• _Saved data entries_

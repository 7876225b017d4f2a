use crate::core::archive::Archive;
use crate::core::mapper::map_entry;
use crate::models::error::SError;
use crate::models::mod_dto::Mod;
use crate::models::report::ModReport;
use crate::utils::file::FileUtils;
use camino::Utf8Path;
use std::fs;
use tracing::{debug, info, instrument, warn};

/// Deletes every file the mod's archive maps to under `game_root`, then prunes
/// directories left empty, never removing `game_root` itself.
///
/// Uses the mod's recorded type; it must match the type it was installed with.
/// Destinations that are already gone are counted as missing, not as failures.
#[instrument(skip_all, fields(name = %mod_entry.name, mod_type = %mod_entry.mod_type))]
pub fn uninstall(game_root: &Utf8Path, mod_entry: &Mod) -> Result<ModReport, SError> {
    let archive = Archive::open(&mod_entry.archive_path)?;
    let mut report = ModReport::default();

    archive.for_each_entry(|entry| {
        let entry = match entry {
            Ok(entry) => entry,
            Err(e) => {
                warn!("{e}");
                report.fail_unnamed(e);
                return;
            }
        };

        if entry.is_dir {
            return;
        }

        let Some(rel) = map_entry(mod_entry.mod_type, &entry.name) else {
            report.skipped += 1;
            return;
        };

        let dst = game_root.join(&rel);
        if !dst.exists() && !dst.is_symlink() {
            report.missing += 1;
            return;
        }

        match fs::remove_file(&dst) {
            Ok(()) => {
                debug!("removed {dst}");
                FileUtils::prune_empty_ancestors(&dst, game_root);
                report.applied.push(rel);
            }
            Err(e) => {
                warn!("failed to remove {dst}: {e}");
                report.fail(entry.name, SError::fs_delete(&dst, e));
            }
        }
    })?;

    info!(
        removed = report.applied.len(),
        missing = report.missing,
        failed = report.failures.len(),
        "uninstall finished"
    );
    Ok(report)
}
use crate::models::error::SError;
use camino::{Utf8Path, Utf8PathBuf};
use sevenz_rust::{Password, SevenZReader};
use std::fs::File;
use std::io::{self, Read};
use tracing::debug;

#[derive(Debug, Clone, Copy, PartialEq, Eq)]
pub enum ArchiveFormat {
    Zip,
    SevenZ,
}

impl ArchiveFormat {
    /// Detects the backend from the file extension. Anything that is not `.7z` is tried as zip.
    pub fn from_path(path: &Utf8Path) -> Self {
        match path.extension() {
            Some(ext) if ext.eq_ignore_ascii_case("7z") => Self::SevenZ,
            _ => Self::Zip,
        }
    }
}

/// One entry of an open archive, readable as its decompressed content.
pub struct ArchiveEntry<'a> {
    /// Entry path as stored, with backslashes turned into forward slashes.
    pub name: String,
    pub is_dir: bool,
    reader: &'a mut dyn Read,
}

impl Read for ArchiveEntry<'_> {
    fn read(&mut self, buf: &mut [u8]) -> io::Result<usize> {
        self.reader.read(buf)
    }
}

enum Backend {
    Zip(zip::ZipArchive<File>),
    SevenZ(SevenZReader<File>),
}

/// An opened mod archive. The file handle is released once
/// [`Archive::for_each_entry`] returns, on success or error.
pub struct Archive {
    path: Utf8PathBuf,
    backend: Backend,
}

impl Archive {
    pub fn open(path: &Utf8Path) -> Result<Self, SError> {
        let backend = match ArchiveFormat::from_path(path) {
            ArchiveFormat::Zip => {
                let file = File::open(path).map_err(|e| SError::archive_open(path, e))?;
                Backend::Zip(zip::ZipArchive::new(file).map_err(|e| SError::archive_open(path, e))?)
            }
            ArchiveFormat::SevenZ => Backend::SevenZ(
                SevenZReader::open(path, Password::empty()).map_err(|e| SError::archive_open(path, e))?,
            ),
        };

        debug!("opened archive {path}");
        Ok(Self {
            path: path.to_owned(),
            backend,
        })
    }

    /// Visits every entry in archive order.
    ///
    /// An entry whose header cannot be read is passed to `visit` as an
    /// [`SError::ArchiveRead`] and the scan moves on. An error that stops
    /// enumeration altogether is returned as [`SError::ArchiveOpen`].
    pub fn for_each_entry<F>(self, mut visit: F) -> Result<(), SError>
    where
        F: FnMut(Result<ArchiveEntry<'_>, SError>),
    {
        let Self { path, backend } = self;

        match backend {
            Backend::Zip(mut archive) => {
                for i in 0..archive.len() {
                    match archive.by_index(i) {
                        Ok(mut file) => {
                            let name = normalize_separators(file.name());
                            let is_dir = file.is_dir() || name.ends_with('/');
                            visit(Ok(ArchiveEntry {
                                name,
                                is_dir,
                                reader: &mut file,
                            }));
                        }
                        Err(e) => visit(Err(SError::archive_read(format!("#{i}"), e))),
                    }
                }
                Ok(())
            }
            Backend::SevenZ(mut archive) => archive
                .for_each_entries(|entry, reader| {
                    visit(Ok(ArchiveEntry {
                        name: normalize_separators(entry.name()),
                        is_dir: entry.is_directory(),
                        reader: &mut *reader,
                    }));
                    // Solid blocks share one stream: skip whatever the visitor left unread.
                    let _ = io::copy(reader, &mut io::sink());
                    Ok(true)
                })
                .map_err(|e| SError::archive_open(&path, e)),
        }
    }
}

fn normalize_separators(name: &str) -> String {
    name.replace('\\', "/")
}
pub mod archive;
pub mod classifier;
pub mod installer;
pub mod mapper;
pub mod preview;
pub mod reconcile;
pub mod registry;
pub mod uninstaller;
mod common;

use camino::Utf8PathBuf;
use common::{build_zip, setup_test_env, test_mod, write_file};
use mod_switch_lib::cli::{run_from, Status};
use mod_switch_lib::models::mod_dto::{ModConfig, ModType};

fn config_path(tmp: &tempfile::TempDir) -> Utf8PathBuf {
    Utf8PathBuf::from_path_buf(tmp.path().join("mods.json")).unwrap()
}

#[test]
fn test_reconcile_exit_codes() {
    let (tmp, game_root, archives) = setup_test_env();
    let path = config_path(&tmp);
    let client = archives.join("Client.zip");
    build_zip(&client, &[("Client.dll", "c")]);

    let mut config = ModConfig::new(game_root.clone());
    config.mods = vec![test_mod("Client", &client, ModType::ClientMod, true)];
    config.save(&path).unwrap();

    assert_eq!(run_from(["mod_switch", "reconcile", "--config", path.as_str()]), Status::Success);
    assert!(game_root.join("BepInEx/plugins/Client.dll").is_file());

    config
        .mods
        .push(test_mod("Gone", &archives.join("gone.zip"), ModType::ServerMod, true));
    config.save(&path).unwrap();

    let status = run_from(["mod_switch", "reconcile", "--config", path.as_str()]);
    assert_eq!(status, Status::Failure);
    assert_eq!(status.code(), 1);
}

#[test]
fn test_bad_config_exits_with_two() {
    let (tmp, _game_root, _archives) = setup_test_env();
    let path = config_path(&tmp);

    let missing = run_from(["mod_switch", "reconcile", "--config", path.as_str()]);
    assert_eq!(missing, Status::ConfigError);

    write_file(&path, "{ broken");
    let malformed = run_from(["mod_switch", "list", "-c", path.as_str()]);
    assert_eq!(malformed.code(), 2);
}

#[test]
fn test_unknown_subcommand_is_a_usage_error() {
    let status = run_from(["mod_switch", "explode"]);
    assert!(matches!(status, Status::Usage(code) if code != 0));
}

#[test]
fn test_registry_editing_flow() {
    let (tmp, game_root, archives) = setup_test_env();
    let path = config_path(&tmp);
    ModConfig::new(game_root.clone()).save(&path).unwrap();

    let server = archives.join("Weather.zip");
    build_zip(&server, &[("user/mods/Weather/package.json", "{}")]);
    let cfg = path.as_str();

    assert_eq!(run_from(["mod_switch", "add", server.as_str(), "-c", cfg]), Status::Success);
    assert_eq!(
        run_from(["mod_switch", "add", archives.join("Late.zip").as_str(), "--name", "Late", "-c", cfg]),
        Status::Success
    );

    let config = ModConfig::load(&path).unwrap();
    assert_eq!(config.mods.len(), 2);
    assert_eq!(config.mods[0].name, "Weather");
    assert_eq!(config.mods[0].mod_type, ModType::ServerMod);
    assert!(!config.mods[0].enabled);
    assert_eq!(config.mods[1].mod_type, ModType::Unrecognized);

    assert_eq!(run_from(["mod_switch", "enable", "Weather", "-c", cfg]), Status::Success);
    assert_eq!(run_from(["mod_switch", "preview", "0", "-c", cfg]), Status::Success);
    assert_eq!(run_from(["mod_switch", "remove", "1", "-c", cfg]), Status::Success);
    assert_eq!(run_from(["mod_switch", "enable", "Nope", "-c", cfg]), Status::Failure);

    let config = ModConfig::load(&path).unwrap();
    assert_eq!(config.mods.len(), 1);
    assert!(config.mods[0].enabled);

    assert_eq!(run_from(["mod_switch", "reconcile", "-c", cfg]), Status::Success);
    assert!(game_root.join("user/mods/Weather/package.json").is_file());

    assert_eq!(run_from(["mod_switch", "disable", "0", "-c", cfg]), Status::Success);
    assert_eq!(run_from(["mod_switch", "reconcile", "-c", cfg]), Status::Success);
    assert!(!game_root.join("user").exists());
}

#[test]
fn test_unchanged_registry_is_not_rewritten() {
    let (tmp, game_root, archives) = setup_test_env();
    let path = config_path(&tmp);
    let mut config = ModConfig::new(game_root);
    config.mods = vec![test_mod("Client", &archives.join("Client.zip"), ModType::ClientMod, true)];
    config.save(&path).unwrap();
    // Compact JSON: a rewrite would pretty-print it.
    let compact = serde_json::to_string(&config).unwrap();
    std::fs::write(&path, &compact).unwrap();

    assert_eq!(run_from(["mod_switch", "enable", "Client", "-c", path.as_str()]), Status::Success);
    assert_eq!(run_from(["mod_switch", "reclassify", "-c", path.as_str()]), Status::Success);

    assert_eq!(std::fs::read_to_string(&path).unwrap(), compact);
}
use crate::core::classifier;
use crate::models::error::SError;
use crate::models::mod_dto::{Mod, ModType};
use camino::Utf8Path;
use tracing::{debug, info};

/// Ordered list of known mods. Order is the order reconciliation runs in.
#[derive(Clone, Debug, Default, PartialEq)]
pub struct ModRegistry {
    mods: Vec<Mod>,
}

impl ModRegistry {
    pub fn from_mods(mods: Vec<Mod>) -> Self {
        Self { mods }
    }

    pub fn mods(&self) -> &[Mod] {
        &self.mods
    }

    pub fn into_mods(self) -> Vec<Mod> {
        self.mods
    }

    /// Immutable copy of the current state, to diff against later.
    pub fn snapshot(&self) -> Vec<Mod> {
        self.mods.clone()
    }

    /// Classifies the archive and appends it. The type is fixed from here on.
    pub fn add_archive(&mut self, archive_path: &Utf8Path, name: Option<String>, enabled: bool) -> &Mod {
        let mod_type = classifier::classify(archive_path);
        let mut entry = Mod::new(archive_path, mod_type);
        if let Some(name) = name.filter(|n| !n.trim().is_empty()) {
            entry.name = name;
        }
        entry.enabled = enabled;

        info!("added {} ({mod_type})", entry.name);
        self.mods.push(entry);
        &self.mods[self.mods.len() - 1]
    }

    /// Resolves a selector: a 0-based index, otherwise the first mod with that name.
    pub fn find(&self, selector: &str) -> Result<usize, SError> {
        if let Ok(index) = selector.parse::<usize>() {
            if index < self.mods.len() {
                return Ok(index);
            }
        }

        self.mods
            .iter()
            .position(|m| m.name == selector)
            .ok_or_else(|| SError::ModNotFound(selector.to_string()))
    }

    pub fn remove(&mut self, selector: &str) -> Result<Mod, SError> {
        let index = self.find(selector)?;
        let removed = self.mods.remove(index);
        info!("removed {}", removed.name);
        Ok(removed)
    }

    pub fn set_enabled(&mut self, selector: &str, enabled: bool) -> Result<&Mod, SError> {
        let index = self.find(selector)?;
        let entry = &mut self.mods[index];
        entry.enabled = enabled;
        debug!("{} enabled={enabled}", entry.name);
        Ok(entry)
    }

    /// Re-runs classification for mods whose archive could not be read before.
    /// `Unknown` is a final answer and is left alone. Returns how many changed.
    pub fn retry_unrecognized(&mut self) -> usize {
        self.mods
            .iter_mut()
            .filter(|m| m.mod_type == ModType::Unrecognized)
            .map(|m| {
                let mod_type = classifier::classify(&m.archive_path);
                let changed = mod_type != ModType::Unrecognized;
                if changed {
                    info!("{} is now {mod_type}", m.name);
                    m.mod_type = mod_type;
                }
                changed
            })
            .filter(|changed| *changed)
            .count()
    }
}

/// Difference between two registry snapshots.
///
/// Mods are matched by (name, archive path); duplicates pair up in order.
#[derive(Clone, Debug, Default, PartialEq)]
pub struct RegistryDiff {
    pub added: Vec<Mod>,
    pub removed: Vec<Mod>,
    pub toggled: Vec<Mod>,
    pub reclassified: Vec<Mod>,
    pub reordered: bool,
}

impl RegistryDiff {
    pub fn between(original: &[Mod], current: &[Mod]) -> Self {
        let mut diff = Self::default();
        let mut matched = vec![false; original.len()];
        let mut order = Vec::new();

        for m in current {
            let found = (0..original.len()).find(|&i| !matched[i] && same_mod(&original[i], m));

            let Some(i) = found else {
                diff.added.push(m.clone());
                continue;
            };

            matched[i] = true;
            order.push(i);
            if original[i].enabled != m.enabled {
                diff.toggled.push(m.clone());
            }
            if original[i].mod_type != m.mod_type {
                diff.reclassified.push(m.clone());
            }
        }

        diff.removed = original
            .iter()
            .zip(&matched)
            .filter(|(_, hit)| !**hit)
            .map(|(m, _)| m.clone())
            .collect();
        diff.reordered = order.windows(2).any(|w| w[0] > w[1]);
        diff
    }

    pub fn is_empty(&self) -> bool {
        self.added.is_empty()
            && self.removed.is_empty()
            && self.toggled.is_empty()
            && self.reclassified.is_empty()
            && !self.reordered
    }
}

fn same_mod(a: &Mod, b: &Mod) -> bool {
    a.name == b.name && a.archive_path == b.archive_path
}

#[cfg(test)]
mod tests {
    use super::*;

    fn m(name: &str, enabled: bool) -> Mod {
        Mod {
            name: name.into(),
            archive_path: format!("/archives/{name}.zip").into(),
            mod_type: ModType::ClientMod,
            enabled,
        }
    }

    fn registry() -> ModRegistry {
        ModRegistry::from_mods(vec![m("Alpha", true), m("Beta", false), m("Alpha", false)])
    }

    #[test]
    fn find_by_index_then_name() {
        let reg = registry();
        assert_eq!(reg.find("1").unwrap(), 1);
        assert_eq!(reg.find("Alpha").unwrap(), 0);
        assert_eq!(reg.find("Gamma"), Err(SError::ModNotFound("Gamma".into())));
    }

    #[test]
    fn unchanged_registry_has_empty_diff() {
        let reg = registry();
        let snap = reg.snapshot();
        assert!(RegistryDiff::between(&snap, reg.mods()).is_empty());
    }

    #[test]
    fn toggle_shows_up_in_diff_and_reverting_clears_it() {
        let mut reg = registry();
        let snap = reg.snapshot();

        reg.set_enabled("Beta", true).unwrap();
        let diff = RegistryDiff::between(&snap, reg.mods());
        assert_eq!(diff.toggled.len(), 1);
        assert_eq!(diff.toggled[0].name, "Beta");

        reg.set_enabled("Beta", false).unwrap();
        assert!(RegistryDiff::between(&snap, reg.mods()).is_empty());
    }

    #[test]
    fn duplicate_names_pair_in_order() {
        let mut reg = registry();
        let snap = reg.snapshot();

        reg.remove("2").unwrap();
        let diff = RegistryDiff::between(&snap, reg.mods());
        assert_eq!(diff.removed.len(), 1);
        assert!(!diff.removed[0].enabled);
        assert!(diff.toggled.is_empty());
        assert!(!diff.reordered);
    }

    #[test]
    fn reorder_is_a_change() {
        let reg = registry();
        let snap = reg.snapshot();
        let mut mods = reg.into_mods();
        mods.swap(0, 1);

        let diff = RegistryDiff::between(&snap, &mods);
        assert!(diff.reordered);
        assert!(!diff.is_empty());
    }
}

• _Work required_
In the records above, find the line containing "Deletes every file" and restate word for word every line from the first through that one.

• _The completed task_
repository 7876225b017d4f2a
use crate::core::archive::Archive;
use crate::core::mapper::map_entry;
use crate::models::error::SError;
use crate::models::mod_dto::Mod;
use crate::models::report::ModReport;
use crate::utils::file::FileUtils;
use camino::Utf8Path;
use std::fs;
use tracing::{debug, info, instrument, warn};

/// Deletes every file the mod's archive maps to under `game_root`, then prunes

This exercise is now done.